Décembre 2016, je suis en plein déni quant à la nouvelle année qui approche. Les jours défilent à la vitesse d’un éclair et pourtant mon moral (tout comme celui de la plupart des Américains depuis l’élection de t.) est au plus bas. Je décide que 2017 n’aura pas lieu en prévenant tout le monde autour de moi, qu’en ce qui me concerne, je serai en 1971.
Mon objectif: nourrir les douze prochains mois de vieux films (en grande partie de la Nouvelle Vague) et de musique pas plus vieille que 1971.

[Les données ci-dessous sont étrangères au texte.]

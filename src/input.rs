//! Loading matrices and word lists from text

use std::fs;
use std::path::Path;
use log::info;

use crate::finder::Result;

/// 12x12 weather sample used when no matrix file is given.
pub const SAMPLE_MATRIX: [&str; 12] = [
    "snowstormblz",
    "rainycloudyy",
    "foggywinddrz",
    "hailstormsun",
    "chillyfrosty",
    "autumnwinter",
    "icydrizzlerz",
    "stormyfreeze",
    "summerskydrz",
    "blizzardcold",
    "freezingrain",
    "windynightsk",
];

/// Weather words searched in [`SAMPLE_MATRIX`] when no word file is given.
pub const SAMPLE_WORDS: [&str; 22] = [
    "snow", "storm", "rain", "cloudy", "foggy", "wind",
    "drizzle", "hail", "sunny", "chilly", "frosty", "autumn",
    "winter", "icy", "freeze", "summer", "sky", "blizzard",
    "cold", "freezing", "rainy", "night",
];

/// Split text into matrix rows, one per line.
///
/// Line endings (`\n` or `\r\n`) are stripped and trailing blank lines are
/// dropped. Other whitespace is kept as matrix content.
pub fn parse_matrix(text: &str) -> Vec<String> {
    let mut rows: Vec<String> = text.lines().map(str::to_owned).collect();
    while rows.last().is_some_and(|row| row.is_empty()) {
        rows.pop();
    }
    rows
}

/// Split text into whitespace-separated words.
pub fn parse_words(text: &str) -> Vec<String> {
    text.split_whitespace().map(str::to_owned).collect()
}

pub fn load_matrix(path: impl AsRef<Path>) -> Result<Vec<String>> {
    let path = path.as_ref();
    let rows = parse_matrix(&fs::read_to_string(path)?);
    info!("Loaded {} matrix rows from {}", rows.len(), path.display());
    Ok(rows)
}

pub fn load_words(path: impl AsRef<Path>) -> Result<Vec<String>> {
    let path = path.as_ref();
    let words = parse_words(&fs::read_to_string(path)?);
    info!("Loaded {} words from {}", words.len(), path.display());
    Ok(words)
}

Voilà, en ce 28 décembre 2016, je suis prête et comme un mantra, je le répète à qui veut bien l’entendre: la morosité de 2017 n’aura pas ma peau; je swinguerai au son des Beatles et me pâmerai devant Truffaut, Goddard, Rohmer, Vadim, Lelouch et les autres. Ah, et puis je lirai un livre par mois, c’est mon unique et seule résolution, en plus de continuer à prendre soin de ma joie de vivre.
Bien évidemment, la vie en a décidé autrement..
JANVIER
Je passe le réveillon de la Saint-Sylvestre aux urgences du MGH. Surmenage, grande fatigue physique et crises de migraine à répétition m’ont permis de me rendre compte que je ne prenais pas encore assez bien soin de ma personne. Les médecins urgentistes me font comprendre qu’il va falloir que je lève le pied car ce n’est pas la meilleure façon de commencer l’année.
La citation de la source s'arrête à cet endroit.